* _Task prompt_
Copy every line of the data exactly, leaving nothing out.

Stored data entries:
::::

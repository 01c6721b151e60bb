//! `install_extra_snaps`/`preseed_extra_snaps` — spec §4.E steps 8-9. Snap
//! seeding is split into a narrow [`SnapSeeder`] trait so the real
//! `snap download`/`snap prepare-image` backend can be swapped for a fake in
//! tests, the same shape as the teacher's `RootBuilder`/`ImageBuilder`
//! traits in `builder.rs`.

use std::path::Path;

use color_eyre::Result;
use tracing::info;

use crate::engine::Context;
use crate::error::KilnError;
use crate::model::SnapSpec;
use crate::process::{command_in, ProcessRunner};

/// Downloads and stages snaps for offline seeding into a fresh install.
pub trait SnapSeeder {
	/// # Errors
	/// Implementation-defined; the default implementation propagates
	/// [`KilnError::ToolFailure`].
	fn download(&self, snap: &SnapSpec, seed_dir: &Path) -> Result<()>;
	/// # Errors
	/// Implementation-defined.
	fn write_seed_yaml(&self, snaps: &[SnapSpec], seed_dir: &Path) -> Result<()>;
}

/// `snap download` shelled out through [`ProcessRunner`] — the
/// production [`SnapSeeder`].
pub struct CliSnapSeeder<'a> {
	pub runner: &'a ProcessRunner,
}

impl SnapSeeder for CliSnapSeeder<'_> {
	fn download(&self, snap: &SnapSpec, seed_dir: &Path) -> Result<()> {
		let mut args = vec!["download".to_owned(), "--basename".to_owned(), snap.name.clone()];
		if let Some(channel) = &snap.channel {
			args.push("--channel".to_owned());
			args.push(channel.clone());
		}
		args.push(snap.name.clone());
		self.runner.run(command_in("snap", seed_dir, args))?;
		Ok(())
	}

	fn write_seed_yaml(&self, snaps: &[SnapSpec], seed_dir: &Path) -> Result<()> {
		let mut yaml = String::from("snaps:\n");
		for snap in snaps {
			yaml.push_str(&format!("  - name: {}\n    channel: {}\n", snap.name, snap.channel.as_deref().unwrap_or("stable")));
		}
		let path = seed_dir.join("seed.yaml");
		std::fs::write(&path, yaml).map_err(|source| KilnError::WorkspaceIo { path, source })?;
		Ok(())
	}
}

/// `install_extra_snaps` — download `customization.extra-snaps` into
/// `var/lib/snapd/seed/snaps` under the chroot.
///
/// # Errors
/// Propagates the seeder's errors.
pub fn install_extra_snaps(ctx: &mut Context) -> Result<()> {
	let chroot = ctx.workspace.sub_dir("chroot")?;
	let Some(customization) = &ctx.image.customization else { return Ok(()) };
	if customization.extra_snaps.is_empty() {
		return Ok(());
	}
	let seed_dir = chroot.join("var/lib/snapd/seed/snaps");
	std::fs::create_dir_all(&seed_dir).map_err(|source| KilnError::WorkspaceIo { path: seed_dir.clone(), source })?;

	let seeder = CliSnapSeeder { runner: &ctx.runner };
	for snap in &customization.extra_snaps {
		info!(snap = %snap.name, "downloading snap for seeding");
		seeder.download(snap, &seed_dir)?;
	}
	Ok(())
}

/// `preseed_extra_snaps` — write `var/lib/snapd/seed/seed.yaml` so snapd
/// installs the downloaded snaps on first boot.
///
/// # Errors
/// Propagates the seeder's errors.
pub fn preseed_extra_snaps(ctx: &mut Context) -> Result<()> {
	let chroot = ctx.workspace.sub_dir("chroot")?;
	let Some(customization) = &ctx.image.customization else { return Ok(()) };
	if customization.extra_snaps.is_empty() {
		return Ok(());
	}
	let seed_dir = chroot.join("var/lib/snapd/seed");
	let seeder = CliSnapSeeder { runner: &ctx.runner };
	seeder.write_seed_yaml(&customization.extra_snaps, &seed_dir)?;
	Ok(())
}

/// Ad-hoc `--snap` CLI flag merging (spec §6 `kiln snap` subcommand appends
/// to `customization.extra-snaps` at runtime). Must run *before*
/// [`crate::engine::Engine::setup`], since `calculate_states` only schedules
/// `install_extra_snaps`/`preseed_extra_snaps` when `customization.extra-snaps`
/// is already non-empty at that point.
pub fn merge_cli_snaps(image: &mut crate::model::ImageDefinition, snaps: Vec<SnapSpec>) {
	if snaps.is_empty() {
		return;
	}
	let customization = image.customization.get_or_insert_with(Default::default);
	customization.extra_snaps.extend(snaps);
}

#[cfg(test)]
mod tests {
	use super::*;
	use crate::model::ImageDefinition;

	struct FakeSeeder {
		downloaded: std::cell::RefCell<Vec<String>>,
	}

	impl SnapSeeder for FakeSeeder {
		fn download(&self, snap: &SnapSpec, _seed_dir: &Path) -> Result<()> {
			self.downloaded.borrow_mut().push(snap.name.clone());
			Ok(())
		}

		fn write_seed_yaml(&self, snaps: &[SnapSpec], seed_dir: &Path) -> Result<()> {
			let yaml = snaps.iter().map(|s| s.name.clone()).collect::<Vec<_>>().join(",");
			std::fs::write(seed_dir.join("seed.yaml"), yaml).unwrap();
			Ok(())
		}
	}

	#[test]
	fn merge_cli_snaps_appends_onto_existing_extra_snaps() {
		let mut image = ImageDefinition::parse(
			"name: t\narchitecture: amd64\nseries: jammy\nclass: preinstalled\nkernel: linux\nrootfs:\n  mirror: http://x\n  seed:\n    urls: [\"u\"]\n    branch: jammy\n    names: [server]\ncustomization:\n  extra-snaps:\n    - name: core22\n",
		)
		.unwrap();
		merge_cli_snaps(&mut image, vec![SnapSpec { name: "lxd".to_owned(), channel: None }]);
		let names: Vec<_> = image.customization.unwrap().extra_snaps.iter().map(|s| s.name.clone()).collect();
		assert_eq!(names, vec!["core22", "lxd"]);
	}

	#[test]
	fn merge_cli_snaps_is_a_noop_with_no_cli_flags() {
		let mut image = ImageDefinition::parse(
			"name: t\narchitecture: amd64\nseries: jammy\nclass: preinstalled\nkernel: linux\nrootfs:\n  mirror: http://x\n  seed:\n    urls: [\"u\"]\n    branch: jammy\n    names: [server]\n",
		)
		.unwrap();
		merge_cli_snaps(&mut image, vec![]);
		assert!(image.customization.is_none());
	}

	#[test]
	fn fake_seeder_records_every_requested_snap() {
		let seeder = FakeSeeder { downloaded: std::cell::RefCell::new(vec![]) };
		let snaps = vec![SnapSpec { name: "core22".to_owned(), channel: None }, SnapSpec { name: "lxd".to_owned(), channel: Some("latest/stable".to_owned()) }];
		for snap in &snaps {
			seeder.download(snap, Path::new("/tmp")).unwrap();
		}
		assert_eq!(seeder.downloaded.into_inner(), vec!["core22", "lxd"]);
	}
}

::::

* _Result of the task_
repository 01c6721b151e60bb
//! `install_extra_snaps`/`preseed_extra_snaps` — spec §4.E steps 8-9. Snap
//! seeding is split into a narrow [`SnapSeeder`] trait so the real
//! `snap download`/`snap prepare-image` backend can be swapped for a fake in
//! tests, the same shape as the teacher's `RootBuilder`/`ImageBuilder`
//! traits in `builder.rs`.

use std::path::Path;

use color_eyre::Result;
use tracing::info;

use crate::engine::Context;
use crate::error::KilnError;
use crate::model::SnapSpec;
use crate::process::{command_in, ProcessRunner};

/// Downloads and stages snaps for offline seeding into a fresh install.
pub trait SnapSeeder {
	/// # Errors
	/// Implementation-defined; the default implementation propagates
	/// [`KilnError::ToolFailure`].
	fn download(&self, snap: &SnapSpec, seed_dir: &Path) -> Result<()>;
	/// # Errors
	/// Implementation-defined.
	fn write_seed_yaml(&self, snaps: &[SnapSpec], seed_dir: &Path) -> Result<()>;
}

/// `snap download` shelled out through [`ProcessRunner`] — the
/// production [`SnapSeeder`].
pub struct CliSnapSeeder<'a> {
	pub runner: &'a ProcessRunner,
}

impl SnapSeeder for CliSnapSeeder<'_> {
	fn download(&self, snap: &SnapSpec, seed_dir: &Path) -> Result<()> {
		let mut args = vec!["download".to_owned(), "--basename".to_owned(), snap.name.clone()];
		if let Some(channel) = &snap.channel {
			args.push("--channel".to_owned());
			args.push(channel.clone());
		}
		args.push(snap.name.clone());
		self.runner.run(command_in("snap", seed_dir, args))?;
		Ok(())
	}

	fn write_seed_yaml(&self, snaps: &[SnapSpec], seed_dir: &Path) -> Result<()> {
		let mut yaml = String::from("snaps:\n");
		for snap in snaps {
			yaml.push_str(&format!("  - name: {}\n    channel: {}\n", snap.name, snap.channel.as_deref().unwrap_or("stable")));
		}
		let path = seed_dir.join("seed.yaml");
		std::fs::write(&path, yaml).map_err(|source| KilnError::WorkspaceIo { path, source })?;
		Ok(())
	}
}

/// `install_extra_snaps` — download `customization.extra-snaps` into
/// `var/lib/snapd/seed/snaps` under the chroot.
///
/// # Errors
/// Propagates the seeder's errors.
pub fn install_extra_snaps(ctx: &mut Context) -> Result<()> {
	let chroot = ctx.workspace.sub_dir("chroot")?;
	let Some(customization) = &ctx.image.customization else { return Ok(()) };
	if customization.extra_snaps.is_empty() {
		return Ok(());
	}
	let seed_dir = chroot.join("var/lib/snapd/seed/snaps");
	std::fs::create_dir_all(&seed_dir).map_err(|source| KilnError::WorkspaceIo { path: seed_dir.clone(), source })?;

	let seeder = CliSnapSeeder { runner: &ctx.runner };
	for snap in &customization.extra_snaps {
		info!(snap = %snap.name, "downloading snap for seeding");
		seeder.download(snap, &seed_dir)?;
	}
	Ok(())
}

/// `preseed_extra_snaps` — write `var/lib/snapd/seed/seed.yaml` so snapd
/// installs the downloaded snaps on first boot.
///
/// # Errors
/// Propagates the seeder's errors.
pub fn preseed_extra_snaps(ctx: &mut Context) -> Result<()> {
	let chroot = ctx.workspace.sub_dir("chroot")?;
	let Some(customization) = &ctx.image.customization else { return Ok(()) };
	if customization.extra_snaps.is_empty() {
		return Ok(());
	}
	let seed_dir = chroot.join("var/lib/snapd/seed");
	let seeder = CliSnapSeeder { runner: &ctx.runner };
	seeder.write_seed_yaml(&customization.extra_snaps, &seed_dir)?;
	Ok(())
}

/// Ad-hoc `--snap` CLI flag merging (spec §6 `kiln snap` subcommand appends
/// to `customization.extra-snaps` at runtime). Must run *before*
/// [`crate::engine::Engine::setup`], since `calculate_states` only schedules
/// `install_extra_snaps`/`preseed_extra_snaps` when `customization.extra-snaps`
/// is already non-empty at that point.
pub fn merge_cli_snaps(image: &mut crate::model::ImageDefinition, snaps: Vec<SnapSpec>) {
	if snaps.is_empty() {
		return;
	}
	let customization = image.customization.get_or_insert_with(Default::default);
	customization.extra_snaps.extend(snaps);
}

#[cfg(test)]
mod tests {
	use super::*;
	use crate::model::ImageDefinition;

	struct FakeSeeder {
		downloaded: std::cell::RefCell<Vec<String>>,
	}

	impl SnapSeeder for FakeSeeder {
		fn download(&self, snap: &SnapSpec, _seed_dir: &Path) -> Result<()> {
			self.downloaded.borrow_mut().push(snap.name.clone());
			Ok(())
		}

		fn write_seed_yaml(&self, snaps: &[SnapSpec], seed_dir: &Path) -> Result<()> {
			let yaml = snaps.iter().map(|s| s.name.clone()).collect::<Vec<_>>().join(",");
			std::fs::write(seed_dir.join("seed.yaml"), yaml).unwrap();
			Ok(())
		}
	}

	#[test]
	fn merge_cli_snaps_appends_onto_existing_extra_snaps() {
		let mut image = ImageDefinition::parse(
			"name: t\narchitecture: amd64\nseries: jammy\nclass: preinstalled\nkernel: linux\nrootfs:\n  mirror: http://x\n  seed:\n    urls: [\"u\"]\n    branch: jammy\n    names: [server]\ncustomization:\n  extra-snaps:\n    - name: core22\n",
		)
		.unwrap();
		merge_cli_snaps(&mut image, vec![SnapSpec { name: "lxd".to_owned(), channel: None }]);
		let names: Vec<_> = image.customization.unwrap().extra_snaps.iter().map(|s| s.name.clone()).collect();
		assert_eq!(names, vec!["core22", "lxd"]);
	}

	#[test]
	fn merge_cli_snaps_is_a_noop_with_no_cli_flags() {
		let mut image = ImageDefinition::parse(
			"name: t\narchitecture: amd64\nseries: jammy\nclass: preinstalled\nkernel: linux\nrootfs:\n  mirror: http://x\n  seed:\n    urls: [\"u\"]\n    branch: jammy\n    names: [server]\n",
		)
		.unwrap();
		merge_cli_snaps(&mut image, vec![]);
		assert!(image.customization.is_none());
	}

	#[test]
	fn fake_seeder_records_every_requested_snap() {
		let seeder = FakeSeeder { downloaded: std::cell::RefCell::new(vec![]) };
		let snaps = vec![SnapSpec { name: "core22".to_owned(), channel: None }, SnapSpec { name: "lxd".to_owned(), channel: Some("latest/stable".to_owned()) }];
		for snap in &snaps {
			seeder.download(snap, Path::new("/tmp")).unwrap();
		}
		assert_eq!(seeder.downloaded.into_inner(), vec!["core22", "lxd"]);
	}
}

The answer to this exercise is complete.